The deal, which is subject to regulatory approvals, marks a major push from Airwallex into Latin America.

Airwallex

Global fintech giant Airwallex on Thursday said it has agreed to acquire MexPago, a rival payments company based out of Mexico, for an undisclosed sum to help the firm expand its Latin America footprint.

The company, which competes with the likes of PayPal, Stripe, and Block, sells cross-border payment services to mainly small and medium-sized enterprises. Airwallex makes money by pocketing a fee each time a transaction is made.

The deal, which is subject to regulatory approvals and customary closing conditions, marks a major push from Airwallex into Latin America, a market that has become more attractive for fintech firms thanks to a primarily younger population and increasing online penetration.

Jack Zhang, Airwallex’s CEO, said the company was looking at Mexico as something as a hedge as it deals with geopolitical and economic uncertainty going on between the U.S. and China.

“U.S. people export to Mexico to sell to the consumer there,” Zhang told CNBC. “Because of the supply chain, you can also export out of Mexico to other countries like the United States.”

“You get both the inflow and outflow of money,” he added. “That’s really what we like the most. We can take a global company to Mexico and also help the global companies making payments to the supply chain.”

U.S.-China trade tensions have escalated in recent years, as Washington seeks to address what it sees as China’s race to the bottom on trade.

The U.S. alleges China has been deliberately devaluing its currency by buying lots of U.S. dollars, thereby making Chinese exports cheaper and U.S. exports more expensive, and worsening the U.S. trade deficit with China.

China has sought to address these concerns, agreeing to “substantially reduce” the U.S. trade deficit by committing to “significantly increases” its purchases of American goods, although it’s struggled to make good on those commitments.

“Mexico is one of the largest populations in Latin America,” Zhang added. “As the trade war intensifies in China and the US, a lot is shifting from Asia to Mexico.”

“[Mexico] is very close to the U.S. Labour is cheaper compared to the U.S. domestically. A lot of the supply chain is shipping there. There’s a lot of opportunity from e-commerce as well.”

A maturing fintech

Airwallex operates around the world in markets including the U.S., Canada, China, the U.K., Australia, and Singapore. The Australia-founded company is the second-most valuable unicorn there, after design and presentations software startup Canva, which was last valued at $40 billion.

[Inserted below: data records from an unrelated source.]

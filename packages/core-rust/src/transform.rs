//! Key and value transformations over the canonical wrappers.
//!
//! Every transformation consumes a wrapper and returns a new one under the
//! same name. A transformation that fails short-circuits the call with its
//! own error; the underlying storage is then never reached.

use std::future::Future;
use std::sync::Arc;

use tokio::sync::Mutex;

use crate::error::{StorageError, StorageResult};
use crate::storage::{ReadOnlyStorage, Storage, WriteOnlyStorage};
use crate::traits::{StorageKey, StorageValue};

fn validated<V>(predicate: &(dyn Fn(&V) -> bool + Send + Sync), value: V) -> StorageResult<V> {
    if predicate(&value) {
        Ok(value)
    } else {
        Err(StorageError::InvalidValue)
    }
}

// ---------------------------------------------------------------------------
// ReadOnlyStorage
// ---------------------------------------------------------------------------

impl<K: StorageKey, V: StorageValue> ReadOnlyStorage<K, V> {
    /// Retrieves through a key transformation.
    #[must_use]
    pub fn map_keys<K2: StorageKey>(
        self,
        transform: impl Fn(K2) -> StorageResult<K> + Send + Sync + 'static,
    ) -> ReadOnlyStorage<K2, V> {
        let name = self.name().to_owned();
        ReadOnlyStorage::new(name, move |key| {
            let retrieve = transform(key).map(|key| self.retrieve(key));
            async move { retrieve?.await }
        })
    }

    /// Retrieves with keys converted through [`Into`].
    #[must_use]
    pub fn map_keys_into<K2>(self) -> ReadOnlyStorage<K2, V>
    where
        K2: StorageKey + Into<K>,
    {
        self.map_keys(|key: K2| Ok(key.into()))
    }

    /// Transforms every retrieved value.
    #[must_use]
    pub fn map_values<V2: StorageValue>(
        self,
        transform: impl Fn(V) -> StorageResult<V2> + Send + Sync + 'static,
    ) -> ReadOnlyStorage<K, V2> {
        let name = self.name().to_owned();
        let transform = Arc::new(transform);
        ReadOnlyStorage::new(name, move |key| {
            let retrieve = self.retrieve(key);
            let transform = Arc::clone(&transform);
            async move { transform(retrieve.await?) }
        })
    }

    /// Converts retrieved values through [`TryFrom`].
    ///
    /// A failed conversion surfaces as [`StorageError::Backend`].
    #[must_use]
    pub fn map_values_into<V2>(self) -> ReadOnlyStorage<K, V2>
    where
        V2: StorageValue + TryFrom<V>,
        <V2 as TryFrom<V>>::Error: std::error::Error + Send + Sync + 'static,
    {
        self.map_values(|value| V2::try_from(value).map_err(StorageError::backend))
    }

    /// Transforms every retrieved value with an asynchronous function, for
    /// transformations that need I/O of their own.
    #[must_use]
    pub fn map_values_async<V2, F, Fut>(self, transform: F) -> ReadOnlyStorage<K, V2>
    where
        V2: StorageValue,
        F: Fn(V) -> Fut + Send + Sync + 'static,
        Fut: Future<Output = StorageResult<V2>> + Send + 'static,
    {
        let name = self.name().to_owned();
        let transform = Arc::new(transform);
        ReadOnlyStorage::new(name, move |key| {
            let retrieve = self.retrieve(key);
            let transform = Arc::clone(&transform);
            async move { transform(retrieve.await?).await }
        })
    }

    /// Binds this storage to one fixed key.
    #[must_use]
    pub fn single_key(self, key: K) -> ReadOnlyStorage<(), V> {
        self.map_keys(move |()| Ok(key.clone()))
    }

    /// Replaces a failed retrieve with the result of `produce`.
    #[must_use]
    pub fn fallback(
        self,
        produce: impl Fn(StorageError) -> StorageResult<V> + Send + Sync + 'static,
    ) -> Self {
        let name = self.name().to_owned();
        let produce = Arc::new(produce);
        Self::new(name, move |key| {
            let retrieve = self.retrieve(key);
            let produce = Arc::clone(&produce);
            async move { retrieve.await.or_else(|error| produce(error)) }
        })
    }

    /// Completes every failed retrieve with `value` instead.
    #[must_use]
    pub fn defaulting(self, value: V) -> Self {
        self.fallback(move |_| Ok(value.clone()))
    }

    /// Rejects retrieved values for which `predicate` is false.
    #[must_use]
    pub fn validate(self, predicate: impl Fn(&V) -> bool + Send + Sync + 'static) -> Self {
        self.map_values(move |value| validated(&predicate, value))
    }

    /// Serializes every retrieve through one async mutex.
    #[must_use]
    pub fn synchronized(self) -> Self {
        self.gated(Arc::new(Mutex::new(())))
    }

    fn gated(self, gate: Arc<Mutex<()>>) -> Self {
        let name = self.name().to_owned();
        Self::new(name, move |key| {
            let inner = self.clone();
            let gate = Arc::clone(&gate);
            async move {
                let _turn = gate.lock().await;
                inner.retrieve(key).await
            }
        })
    }

    /// Applies a read-write transformation to this read-only storage.
    ///
    /// The transformation sees a write half that fails with
    /// [`StorageError::ReadOnly`]; only the read half of its result is kept.
    #[must_use]
    pub fn using_unsupported_transformation<K2, V2>(
        self,
        transform: impl FnOnce(Storage<K, V>) -> Storage<K2, V2>,
    ) -> ReadOnlyStorage<K2, V2>
    where
        K2: StorageKey,
        V2: StorageValue,
    {
        let write = WriteOnlyStorage::new(self.name().to_owned(), |_, _| async {
            Err(StorageError::ReadOnly)
        });
        transform(Storage::from_halves(self, write)).as_read_only()
    }
}

// ---------------------------------------------------------------------------
// WriteOnlyStorage
// ---------------------------------------------------------------------------

impl<K: StorageKey, V: StorageValue> WriteOnlyStorage<K, V> {
    /// Sets through a key transformation.
    #[must_use]
    pub fn map_keys<K2: StorageKey>(
        self,
        transform: impl Fn(K2) -> StorageResult<K> + Send + Sync + 'static,
    ) -> WriteOnlyStorage<K2, V> {
        let name = self.name().to_owned();
        WriteOnlyStorage::new(name, move |value, key| {
            let set = transform(key).map(|key| self.set(value, key));
            async move { set?.await }
        })
    }

    /// Sets with keys converted through [`Into`].
    #[must_use]
    pub fn map_keys_into<K2>(self) -> WriteOnlyStorage<K2, V>
    where
        K2: StorageKey + Into<K>,
    {
        self.map_keys(|key: K2| Ok(key.into()))
    }

    /// Transforms every value before it is set.
    #[must_use]
    pub fn map_values<V2: StorageValue>(
        self,
        transform: impl Fn(V2) -> StorageResult<V> + Send + Sync + 'static,
    ) -> WriteOnlyStorage<K, V2> {
        let name = self.name().to_owned();
        WriteOnlyStorage::new(name, move |value, key| {
            let set = transform(value).map(|value| self.set(value, key));
            async move { set?.await }
        })
    }

    /// Converts values through [`Into`] before they are set.
    #[must_use]
    pub fn map_values_into<V2>(self) -> WriteOnlyStorage<K, V2>
    where
        V2: StorageValue + Into<V>,
    {
        self.map_values(|value: V2| Ok(value.into()))
    }

    /// Transforms every value with an asynchronous function before it is set.
    #[must_use]
    pub fn map_values_async<V2, F, Fut>(self, transform: F) -> WriteOnlyStorage<K, V2>
    where
        V2: StorageValue,
        F: Fn(V2) -> Fut + Send + Sync + 'static,
        Fut: Future<Output = StorageResult<V>> + Send + 'static,
    {
        let name = self.name().to_owned();
        WriteOnlyStorage::new(name, move |value, key| {
            let transformed = transform(value);
            let storage = self.clone();
            async move { storage.set(transformed.await?, key).await }
        })
    }

    /// Binds this storage to one fixed key.
    #[must_use]
    pub fn single_key(self, key: K) -> WriteOnlyStorage<(), V> {
        self.map_keys(move |()| Ok(key.clone()))
    }

    /// Rejects values for which `predicate` is false before setting them.
    #[must_use]
    pub fn validate(self, predicate: impl Fn(&V) -> bool + Send + Sync + 'static) -> Self {
        self.map_values(move |value| validated(&predicate, value))
    }

    /// Serializes every set through one async mutex.
    #[must_use]
    pub fn synchronized(self) -> Self {
        self.gated(Arc::new(Mutex::new(())))
    }

    fn gated(self, gate: Arc<Mutex<()>>) -> Self {
        let name = self.name().to_owned();
        Self::new(name, move |value, key| {
            let inner = self.clone();
            let gate = Arc::clone(&gate);
            async move {
                let _turn = gate.lock().await;
                inner.set(value, key).await
            }
        })
    }

    /// Applies a read-write transformation to this write-only storage.
    ///
    /// The transformation sees a read half that fails with
    /// [`StorageError::WriteOnly`]; only the write half of its result is kept.
    #[must_use]
    pub fn using_unsupported_transformation<K2, V2>(
        self,
        transform: impl FnOnce(Storage<K, V>) -> Storage<K2, V2>,
    ) -> WriteOnlyStorage<K2, V2>
    where
        K2: StorageKey,
        V2: StorageValue,
    {
        let name = self.name().to_owned();
        let read = ReadOnlyStorage::new(name.clone(), |_| async { Err(StorageError::WriteOnly) });
        transform(Storage::from_parts(name, read, self)).as_write_only()
    }
}

// ---------------------------------------------------------------------------
// Storage
// ---------------------------------------------------------------------------

impl<K: StorageKey, V: StorageValue> Storage<K, V> {
    /// Reads and writes through a key transformation.
    #[must_use]
    pub fn map_keys<K2: StorageKey>(
        self,
        transform: impl Fn(K2) -> StorageResult<K> + Send + Sync + 'static,
    ) -> Storage<K2, V> {
        let name = self.name().to_owned();
        let transform = Arc::new(transform);
        let write_transform = Arc::clone(&transform);
        let (read, write) = self.into_halves();
        Storage::from_parts(
            name,
            read.map_keys(move |key| transform(key)),
            write.map_keys(move |key| write_transform(key)),
        )
    }

    /// Reads and writes with keys converted through [`Into`].
    #[must_use]
    pub fn map_keys_into<K2>(self) -> Storage<K2, V>
    where
        K2: StorageKey + Into<K>,
    {
        self.map_keys(|key: K2| Ok(key.into()))
    }

    /// Transforms values on the way out (`transform_in`) and on the way in
    /// (`transform_out`).
    #[must_use]
    pub fn map_values<V2: StorageValue>(
        self,
        transform_in: impl Fn(V) -> StorageResult<V2> + Send + Sync + 'static,
        transform_out: impl Fn(V2) -> StorageResult<V> + Send + Sync + 'static,
    ) -> Storage<K, V2> {
        let name = self.name().to_owned();
        let (read, write) = self.into_halves();
        Storage::from_parts(
            name,
            read.map_values(transform_in),
            write.map_values(transform_out),
        )
    }

    /// Converts values through [`TryFrom`] when reading and [`Into`] when
    /// writing.
    #[must_use]
    pub fn map_values_into<V2>(self) -> Storage<K, V2>
    where
        V2: StorageValue + TryFrom<V> + Into<V>,
        <V2 as TryFrom<V>>::Error: std::error::Error + Send + Sync + 'static,
    {
        let name = self.name().to_owned();
        let (read, write) = self.into_halves();
        Storage::from_parts(name, read.map_values_into(), write.map_values_into())
    }

    /// [`map_values`](Self::map_values) with asynchronous transformations.
    #[must_use]
    pub fn map_values_async<V2, In, InFut, Out, OutFut>(
        self,
        transform_in: In,
        transform_out: Out,
    ) -> Storage<K, V2>
    where
        V2: StorageValue,
        In: Fn(V) -> InFut + Send + Sync + 'static,
        InFut: Future<Output = StorageResult<V2>> + Send + 'static,
        Out: Fn(V2) -> OutFut + Send + Sync + 'static,
        OutFut: Future<Output = StorageResult<V>> + Send + 'static,
    {
        let name = self.name().to_owned();
        let (read, write) = self.into_halves();
        Storage::from_parts(
            name,
            read.map_values_async(transform_in),
            write.map_values_async(transform_out),
        )
    }

    /// Binds this storage to one fixed key.
    #[must_use]
    pub fn single_key(self, key: K) -> Storage<(), V> {
        self.map_keys(move |()| Ok(key.clone()))
    }

    /// Replaces a failed retrieve with the result of `produce`. Writes are
    /// unaffected.
    #[must_use]
    pub fn fallback(
        self,
        produce: impl Fn(StorageError) -> StorageResult<V> + Send + Sync + 'static,
    ) -> Self {
        let name = self.name().to_owned();
        let (read, write) = self.into_halves();
        Self::from_parts(name, read.fallback(produce), write)
    }

    /// Completes every failed retrieve with `value` instead. Writes are
    /// unaffected.
    #[must_use]
    pub fn defaulting(self, value: V) -> Self {
        self.fallback(move |_| Ok(value.clone()))
    }

    /// Rejects values for which `predicate` is false, on both paths.
    #[must_use]
    pub fn validate(self, predicate: impl Fn(&V) -> bool + Send + Sync + 'static) -> Self {
        let name = self.name().to_owned();
        let predicate = Arc::new(predicate);
        let write_predicate = Arc::clone(&predicate);
        let (read, write) = self.into_halves();
        Self::from_parts(
            name,
            read.validate(move |value| predicate(value)),
            write.validate(move |value| write_predicate(value)),
        )
    }

    /// Serializes every call, read or write, through one async mutex.
    #[must_use]
    pub fn synchronized(self) -> Self {
        let name = self.name().to_owned();
        let gate = Arc::new(Mutex::new(()));
        let (read, write) = self.into_halves();
        Self::from_parts(name, read.gated(Arc::clone(&gate)), write.gated(gate))
    }

    /// Retrieves the value for `key`, mutates it and sets it back.
    ///
    /// # Errors
    ///
    /// Fails with the retrieve error when there is nothing to update, or
    /// with the set error when the modified value cannot be stored.
    pub async fn update(&self, key: K, modify: impl FnOnce(&mut V) + Send) -> StorageResult<V> {
        let mut value = self.retrieve(key.clone()).await?;
        modify(&mut value);
        self.set(value.clone(), key).await?;
        Ok(value)
    }
}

The company, whose customers include Papaya Global, Zip, Shein and Navan, processes more than $50 billion in a single year. It has also partnered with the likes of American Express, Shopify and Brex, to help it expand its services internationally.

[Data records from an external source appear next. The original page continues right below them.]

//! Error model shared by every storage, combinator and adapter.
//!
//! All asynchronous operations resolve to a [`StorageResult`]. Errors are
//! `Clone` so that the zip synchronizer can retain a result while pairing it
//! with several arrivals from the other side.

use std::fmt;
use std::sync::Arc;

/// Result of every storage operation.
pub type StorageResult<T> = Result<T, StorageError>;

/// Errors produced by storages, combinators and adapters.
#[derive(Debug, Clone, thiserror::Error)]
#[non_exhaustive]
pub enum StorageError {
    /// A terminal store holds no value for the requested key.
    #[error("no value stored for the requested key")]
    NoValue,
    /// The store is deliberately always empty.
    #[error("storage is always empty")]
    Empty,
    /// At least one side of a zipped operation failed.
    #[error("{0}")]
    Zipped(Box<ZippedResultError>),
    /// An optional transformation produced no value.
    #[error("transformation produced no value")]
    Unwrap,
    /// A write was routed to a storage that only supports reads.
    #[error("storage is read-only")]
    ReadOnly,
    /// A read was routed to a storage that only supports writes.
    #[error("storage is write-only")]
    WriteOnly,
    /// A validation predicate rejected the value.
    #[error("value rejected by validation")]
    InvalidValue,
    /// I/O failure from a file-backed store.
    #[error("I/O error: {0}")]
    Io(Arc<std::io::Error>),
    /// Opaque backend or transform failure, passed through unchanged.
    #[error("{0:#}")]
    Backend(Arc<anyhow::Error>),
}

impl StorageError {
    /// Wraps an arbitrary backend failure.
    pub fn backend(error: impl Into<anyhow::Error>) -> Self {
        Self::Backend(Arc::new(error.into()))
    }

    /// Builds the aggregate error of a zipped operation.
    #[must_use]
    pub fn zipped(left: Option<StorageError>, right: Option<StorageError>) -> Self {
        Self::Zipped(Box::new(ZippedResultError { left, right }))
    }

    /// Returns `true` for a miss in a terminal store.
    #[must_use]
    pub fn is_no_value(&self) -> bool {
        matches!(self, Self::NoValue)
    }

    /// Returns the aggregate error if this is a zipped failure.
    #[must_use]
    pub fn as_zipped(&self) -> Option<&ZippedResultError> {
        match self {
            Self::Zipped(zipped) => Some(zipped),
            _ => None,
        }
    }
}

impl From<std::io::Error> for StorageError {
    fn from(error: std::io::Error) -> Self {
        Self::Io(Arc::new(error))
    }
}

/// Aggregate error of two joined operations.
///
/// Each side is `None` when that side succeeded.
#[derive(Debug, Clone)]
pub struct ZippedResultError {
    /// Error of the left operation, if it failed.
    pub left: Option<StorageError>,
    /// Error of the right operation, if it failed.
    pub right: Option<StorageError>,
}

impl fmt::Display for ZippedResultError {
    fn fmt(&self, f: &mut fmt::Formatter<'_>) -> fmt::Result {
        match (&self.left, &self.right) {
            (Some(left), Some(right)) => {
                write!(f, "both zipped operations failed (left: {left}; right: {right})")
            }
            (Some(left), None) => write!(f, "left zipped operation failed: {left}"),
            (None, Some(right)) => write!(f, "right zipped operation failed: {right}"),
            (None, None) => f.write_str("zipped operation failed"),
        }
    }
}

impl std::error::Error for ZippedResultError {}

/// Joins two results into a result of the pair.
///
/// Succeeds only if both sides succeeded; otherwise fails with a
/// [`ZippedResultError`] that keeps the error of every failed side.
///
/// # Examples
///
/// ```
/// use shoal_core::error::{zip_results, StorageError};
///
/// let joined = zip_results(Ok::<_, StorageError>(10), Ok::<_, StorageError>("x"));
/// assert_eq!(joined.unwrap(), (10, "x"));
///
/// let failed = zip_results(Ok::<i32, _>(1), Err::<i32, _>(StorageError::NoValue));
/// let zipped = failed.unwrap_err();
/// assert!(zipped.as_zipped().unwrap().left.is_none());
/// ```
///
/// # Errors
///
/// Returns [`StorageError::Zipped`] when either side failed.
pub fn zip_results<A, B>(left: StorageResult<A>, right: StorageResult<B>) -> StorageResult<(A, B)> {
    match (left, right) {
        (Ok(left), Ok(right)) => Ok((left, right)),
        (left, right) => Err(StorageError::zipped(left.err(), right.err())),
    }
}

/// Turns an `Option`-returning function into a fallible one.
///
/// `None` becomes [`StorageError::Unwrap`]. Useful for building key or value
/// transformations out of partial conversions.
pub fn throwing<I, O, F>(block: F) -> impl Fn(I) -> StorageResult<O> + Send + Sync + 'static
where
    F: Fn(I) -> Option<O> + Send + Sync + 'static,
{
    move |input| block(input).ok_or(StorageError::Unwrap)
}
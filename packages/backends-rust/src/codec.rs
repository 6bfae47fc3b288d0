//! Value codecs over byte storages.
//!
//! Each codec turns a `Storage<K, Bytes>` into a storage of typed values by
//! decoding on read and encoding on write. Decode failures carry the target
//! type name and a short preview of the offending bytes.

use std::any::type_name;
use std::error::Error as StdError;

use bytes::Bytes;
use serde::de::DeserializeOwned;
use serde::Serialize;
use shoal_core::{Storage, StorageError, StorageKey, StorageValue};

const PREVIEW_CHARS: usize = 64;

/// Bytes that could not be decoded into the requested type.
#[derive(Debug, thiserror::Error)]
#[error("cannot decode {type_name} from {preview}")]
pub struct DecodeError {
    pub type_name: &'static str,
    pub preview: String,
    #[source]
    pub source: Box<dyn StdError + Send + Sync>,
}

impl DecodeError {
    fn new<T>(data: &[u8], source: impl Into<Box<dyn StdError + Send + Sync>>) -> Self {
        Self {
            type_name: type_name::<T>(),
            preview: preview(data),
            source: source.into(),
        }
    }
}

fn preview(data: &[u8]) -> String {
    match std::str::from_utf8(data) {
        Ok(text) if text.chars().count() > PREVIEW_CHARS => {
            let head: String = text.chars().take(PREVIEW_CHARS).collect();
            format!("{head:?}...")
        }
        Ok(text) => format!("{text:?}"),
        Err(_) => format!("<{} bytes of binary data>", data.len()),
    }
}

fn decode_failure<T>(data: &[u8], source: impl Into<Box<dyn StdError + Send + Sync>>) -> StorageError {
    StorageError::backend(DecodeError::new::<T>(data, source))
}

/// Typed views of a byte storage.
pub trait ValueCodecs<K> {
    /// JSON values through `serde_json`.
    fn json_values<T>(self) -> Storage<K, T>
    where
        T: Serialize + DeserializeOwned + StorageValue;

    /// `MessagePack` values through `rmp-serde`, with named fields.
    fn msgpack_values<T>(self) -> Storage<K, T>
    where
        T: Serialize + DeserializeOwned + StorageValue;

    /// UTF-8 text.
    fn string_values(self) -> Storage<K, String>;
}

impl<K: StorageKey> ValueCodecs<K> for Storage<K, Bytes> {
    fn json_values<T>(self) -> Storage<K, T>
    where
        T: Serialize + DeserializeOwned + StorageValue,
    {
        self.map_values(
            |data: Bytes| serde_json::from_slice(&data).map_err(|e| decode_failure::<T>(&data, e)),
            |value: T| {
                serde_json::to_vec(&value)
                    .map(Bytes::from)
                    .map_err(StorageError::backend)
            },
        )
    }

    fn msgpack_values<T>(self) -> Storage<K, T>
    where
        T: Serialize + DeserializeOwned + StorageValue,
    {
        self.map_values(
            |data: Bytes| rmp_serde::from_slice(&data).map_err(|e| decode_failure::<T>(&data, e)),
            |value: T| {
                rmp_serde::to_vec_named(&value)
                    .map(Bytes::from)
                    .map_err(StorageError::backend)
            },
        )
    }

    fn string_values(self) -> Storage<K, String> {
        self.map_values(
            |data: Bytes| {
                String::from_utf8(data.to_vec()).map_err(|e| decode_failure::<String>(&data, e))
            },
            |text: String| Ok(Bytes::from(text)),
        )
    }
}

It has been a tough environment for fintech companies to operate in lately, given how interest rates have risen sharply. That has made it more costly for startup firms to raise capital from investors.

For its part, Airwallex has raised more than $900 million in venture capital to date from investors including Salesforce Ventures, Sequoia, Tencent and Lone Pine Capital. The company was last valued at $5.6 billion.

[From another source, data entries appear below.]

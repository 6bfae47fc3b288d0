//! Filenames and how they are encoded on disk.

use std::fmt;
use std::sync::Arc;

use base64::engine::general_purpose::{STANDARD, URL_SAFE};
use base64::Engine as _;
use serde::{Deserialize, Serialize};
use sha2::{Digest, Sha256};

/// Logical name of a file inside a [`DiskFolderStorage`](crate::DiskFolderStorage).
///
/// The raw name is never used as a path directly: a [`FilenameEncoder`]
/// turns it into the on-disk file name.
#[derive(Debug, Clone, PartialEq, Eq, Hash, PartialOrd, Ord, Serialize, Deserialize)]
#[serde(transparent)]
pub struct Filename(String);

impl Filename {
    #[must_use]
    pub fn new(raw: impl Into<String>) -> Self {
        Self(raw.into())
    }

    #[must_use]
    pub fn as_str(&self) -> &str {
        &self.0
    }

    /// Standard base64 of the UTF-8 bytes, padded.
    #[must_use]
    pub fn base64_encoded(&self) -> String {
        STANDARD.encode(self.0.as_bytes())
    }

    /// URL-safe base64 (`-` and `_` instead of `+` and `/`), padded.
    #[must_use]
    pub fn base64_url_encoded(&self) -> String {
        URL_SAFE.encode(self.0.as_bytes())
    }

    /// Lowercase hex SHA-256 digest of the UTF-8 bytes.
    #[must_use]
    pub fn sha256_hex(&self) -> String {
        hex::encode(Sha256::digest(self.0.as_bytes()))
    }
}

impl fmt::Display for Filename {
    fn fmt(&self, f: &mut fmt::Formatter<'_>) -> fmt::Result {
        f.write_str(&self.0)
    }
}

impl From<String> for Filename {
    fn from(raw: String) -> Self {
        Self(raw)
    }
}

impl From<&str> for Filename {
    fn from(raw: &str) -> Self {
        Self(raw.to_owned())
    }
}

/// Maps a [`Filename`] to the name of the file actually written.
#[derive(Clone, Default)]
pub enum FilenameEncoder {
    /// Standard base64. May produce `/`, which nests files in directories.
    Base64,
    /// URL-safe base64.
    #[default]
    Base64Url,
    /// Hex SHA-256 digest. Fixed length, not reversible.
    Sha256,
    /// The raw name, unchanged.
    NoEncoding,
    /// Caller-provided encoding.
    Custom(Arc<dyn Fn(&Filename) -> String + Send + Sync>),
}

impl FilenameEncoder {
    /// Wraps a custom encoding function.
    pub fn custom(encode: impl Fn(&Filename) -> String + Send + Sync + 'static) -> Self {
        Self::Custom(Arc::new(encode))
    }

    #[must_use]
    pub fn encode(&self, filename: &Filename) -> String {
        match self {
            Self::Base64 => filename.base64_encoded(),
            Self::Base64Url => filename.base64_url_encoded(),
            Self::Sha256 => filename.sha256_hex(),
            Self::NoEncoding => filename.as_str().to_owned(),
            Self::Custom(encode) => encode(filename),
        }
    }
}

impl fmt::Debug for FilenameEncoder {
    fn fmt(&self, f: &mut fmt::Formatter<'_>) -> fmt::Result {
        match self {
            Self::Base64 => f.write_str("Base64"),
            Self::Base64Url => f.write_str("Base64Url"),
            Self::Sha256 => f.write_str("Sha256"),
            Self::NoEncoding => f.write_str("NoEncoding"),
            Self::Custom(_) => f.write_str("Custom(..)"),
        }
    }
}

At this stage we are still expanding against our mission, which is to enable those smaller businesses to operate anywhere in the world and keep building software on top.

Zhang said that the company is at a stage where it has reached enough maturity to consider an initial public offering — the company says it now processes more than $50 billion in annualized transactions. However, Airwallex won’t embark on the IPO route until it gets to a certain amount of annual revenue, Zhang added.

Zhang is targeting $100 million of annual recurring revenue (ARR) for its software the business within the next year or two. Once Airwallex reaches this point, he says, it will then look at a public listing.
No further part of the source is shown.